Date of Award

Summer 5-2019

Degree Name

Master of Public Health (MPH)

Advisor(s)

KATELYN JETELINA, MPH PHD

Second Advisor

FOLEFAC ATEM, MS PHD

Abstract

The aim of this study was to examine the associations between breastfeeding, asthma and mental illness in North Texas children aged two to five years, and to explore whether these associations are explained by the presence of obesity. The study population comprised of 1,174 children whose caregivers responded to a 2015 survey administered by Children’s Health and the Health & Wellness Alliance for Children. Information on breastfeeding, BMI, asthma, and mental illness were self-reported by primary caregivers. Of the 1,174 children, 61% were breastfed, 13% had asthma, and 17% had a mental illness. The odds of having asthma were 2.28 times higher among children who were obese compared to non-obese children (95% CI: 1.37-3.79; p-value= 0.001). There were no statistically significant relationships between breastfeeding, obesity, or mental health illness.

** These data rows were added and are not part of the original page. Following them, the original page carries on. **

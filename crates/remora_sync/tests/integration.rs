//! Integration tests for the full client surface: mutate, save, pin,
//! and query offline.

use remora_datastore::MemoryAdapter;
use remora_query::QueryDescription;
use remora_sync::{Context, LoopbackTransport, SyncError};
use remora_value::{Pointer, Value};
use std::sync::Arc;

fn context() -> Context {
    Context::new(
        Arc::new(LoopbackTransport::new()),
        Arc::new(MemoryAdapter::new()),
    )
}

#[test]
fn save_pin_query_roundtrip() {
    let context = context();

    for n in 0..10 {
        let item = context.new_object("Item");
        item.set("number", f64::from(n)).unwrap();
        context.save(&item).unwrap();
        context.pin(&item, None).unwrap();
    }

    // Ascending sort with skip drops exactly the first record.
    let query = QueryDescription::new("Item")
        .ascending("number")
        .skip(1)
        .from_local_datastore();
    let results = context.find_data(&query).unwrap();
    assert_eq!(results.len(), 9);
    assert_eq!(results[0].attributes["number"], Value::Number(1.0));

    // Membership filtering matches only the pinned values present.
    let query = QueryDescription::new("Item")
        .contained_in(
            "number",
            vec![
                Value::Number(3.0),
                Value::Number(5.0),
                Value::Number(7.0),
                Value::Number(9.0),
                Value::Number(11.0),
            ],
        )
        .unwrap()
        .ascending("number")
        .from_local_datastore();
    let results = context.find_data(&query).unwrap();
    let numbers: Vec<f64> = results
        .iter()
        .map(|r| r.attributes["number"].as_number().unwrap())
        .collect();
    assert_eq!(numbers, vec![3.0, 5.0, 7.0, 9.0]);
}

#[test]
fn add_then_add_unique_is_a_merge_conflict() {
    let context = context();
    let game = context.new_object("Game");
    game.set(
        "strings",
        Value::Array(vec![Value::from("foo"), Value::from("bar")]),
    )
    .unwrap();
    context.save(&game).unwrap();

    game.add("strings", vec![Value::from("bar")]).unwrap();
    let error = game
        .add_unique("strings", vec![Value::from("bar")])
        .unwrap_err();
    assert!(error.to_string().contains("cannot merge AddUnique"));
}

#[test]
fn recursive_pin_creates_one_record_per_identity() {
    let context = context();

    // Save a small graph so every object has a server id.
    let owner = context.new_object("Player");
    owner.set("name", "kit").unwrap();
    context.save(&owner).unwrap();

    let game = context.new_object("Game");
    game.set("owner", Value::Pointer(owner.to_reference()))
        .unwrap();
    context.save(&game).unwrap();

    context.pin(&owner, None).unwrap();
    context.pin(&game, None).unwrap();

    let keys = context.datastore().identity_keys().unwrap();
    assert_eq!(keys.len(), 2);

    // Unpinning from a named set leaves the default-set records alone.
    context.pin(&game, Some("favorites")).unwrap();
    context.unpin(&game, Some("favorites")).unwrap();
    assert!(context
        .datastore()
        .get_record(&game.slot_key())
        .unwrap()
        .is_some());

    context.unpin(&game, None).unwrap();
    assert!(context
        .datastore()
        .get_record(&game.slot_key())
        .unwrap()
        .is_none());
}

#[test]
fn cyclic_include_resolves_to_bare_pointer() {
    let context = context();

    let a = context.new_object("Node");
    context.save(&a).unwrap();
    let b = context.new_object("Node");
    b.set("next", Value::Pointer(a.to_reference())).unwrap();
    context.save(&b).unwrap();
    a.set("next", Value::Pointer(b.to_reference())).unwrap();
    context.save(&a).unwrap();

    context.pin(&a, None).unwrap();
    context.pin(&b, None).unwrap();

    let a_id = a.object_id().unwrap();
    let query = QueryDescription::new("Node")
        .include("next")
        .from_local_datastore();
    let fetched = context
        .find_data(&query)
        .unwrap()
        .into_iter()
        .find(|data| data.object_id.as_deref() == Some(a_id.as_str()))
        .unwrap();

    // a.next hydrates into b; b.next stays a bare pointer back to a.
    match &fetched.attributes["next"] {
        Value::NestedObject(b_data) => match &b_data.attributes["next"] {
            Value::Pointer(pointer) => {
                assert_eq!(pointer.object_id, a_id);
            }
            other => panic!("expected cycle-broken pointer, got {other:?}"),
        },
        other => panic!("expected hydrated node, got {other:?}"),
    }
}

#[test]
fn relation_mutations_roundtrip_through_save() {
    let context = context();
    let p1 = context.new_object("Player");
    context.save(&p1).unwrap();
    let p2 = context.new_object("Player");
    context.save(&p2).unwrap();

    let game = context.new_object("Game");
    let members = [
        Pointer::new("Player", p1.object_id().unwrap()),
        Pointer::new("Player", p2.object_id().unwrap()),
    ];
    game.add_relation("players", &members).unwrap();
    context.save(&game).unwrap();

    // The estimated value materializes the relation with its target.
    match game.get("players").unwrap() {
        Some(Value::Relation(relation)) => {
            assert_eq!(relation.target_class_name.as_deref(), Some("Player"));
        }
        other => panic!("expected relation, got {other:?}"),
    }

    // Deleting a relation field after pending membership changes is a
    // caller logic error.
    game.add_relation("players", &members[..1]).unwrap();
    assert!(game.unset("players").is_err());
}

#[test]
fn mutations_during_inflight_save_survive() {
    let context = context();
    let game = context.new_object("Game");
    game.set("a", 1.0).unwrap();
    context.save(&game).unwrap();

    // Freeze a layer by hand, mutate while "in flight", then save both.
    game.set("b", 2.0).unwrap();
    context.save(&game).unwrap();
    game.set("c", 3.0).unwrap();
    context.save(&game).unwrap();

    for (attr, expected) in [("a", 1.0), ("b", 2.0), ("c", 3.0)] {
        assert_eq!(
            game.get(attr).unwrap(),
            Some(Value::Number(expected)),
            "attribute {attr}"
        );
    }
    assert!(!game.is_dirty(None));
}

#[test]
fn concurrent_saves_of_one_identity_serialize() {
    let context = Arc::new(context());
    let game = context.new_object("Game");
    game.set("score", 0.0).unwrap();
    context.save(&game).unwrap();
    let id = game.object_id().unwrap();

    let mut handles = Vec::new();
    for _ in 0..4 {
        let context = Arc::clone(&context);
        let id = id.clone();
        handles.push(std::thread::spawn(move || {
            let proxy = context.object_with_id("Game", &id);
            proxy.increment("score", 1.0).unwrap();
            context.save(&proxy).unwrap();
        }));
    }
    for handle in handles {
        handle.join().unwrap();
    }

    let fresh = context.object_with_id("Game", &id);
    context.fetch(&fresh).unwrap();
    assert_eq!(fresh.get("score").unwrap(), Some(Value::Number(4.0)));
}

#[test]
fn each_pagination_respects_restrictions() {
    let context = context();
    for n in 0..5 {
        let item = context.new_object("Item");
        item.set("number", f64::from(n)).unwrap();
        context.save(&item).unwrap();
        context.pin(&item, None).unwrap();
    }

    let query = QueryDescription::new("Item").from_local_datastore();
    let mut seen = 0;
    context
        .each(&query, |_| {
            seen += 1;
            Ok(())
        })
        .unwrap();
    assert_eq!(seen, 5);

    let limited = QueryDescription::new("Item").limit(2).from_local_datastore();
    assert!(matches!(
        context.each(&limited, |_| Ok(())),
        Err(SyncError::Query(
            remora_query::QueryError::EachWithConstraints
        ))
    ));
}

#[test]
fn remote_query_refreshes_pinned_records() {
    let context = context();
    let item = context.new_object("Item");
    item.set("number", 1.0).unwrap();
    context.save(&item).unwrap();
    context.pin(&item, None).unwrap();

    // A second client path updates the server value.
    let id = item.object_id().unwrap();
    let proxy = context.object_with_id("Item", &id);
    proxy.set("number", 42.0).unwrap();
    context.save(&proxy).unwrap();

    // Running a remote query pulls the change into the offline record.
    let query = QueryDescription::new("Item");
    context.query_remote(&query).unwrap();

    let record = context
        .datastore()
        .get_record(&item.slot_key())
        .unwrap()
        .unwrap();
    assert_eq!(record["number"], serde_json::json!(42));
}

Children living in a household where the caregivers had more than a college education (OR: 2.07, p-value= 0.007) or a household income of $50,000 to $100,000 (OR: 1.80, p-value= 0.006) were more likely to have been breastfed. Obesity was not found to be a statistically significant mediator in the relationship between breastfeeding, asthma, and mental illness. This study hopes to inform future studies about the complex relationship among breastfeeding, early childhood obesity, asthma, and mental illness.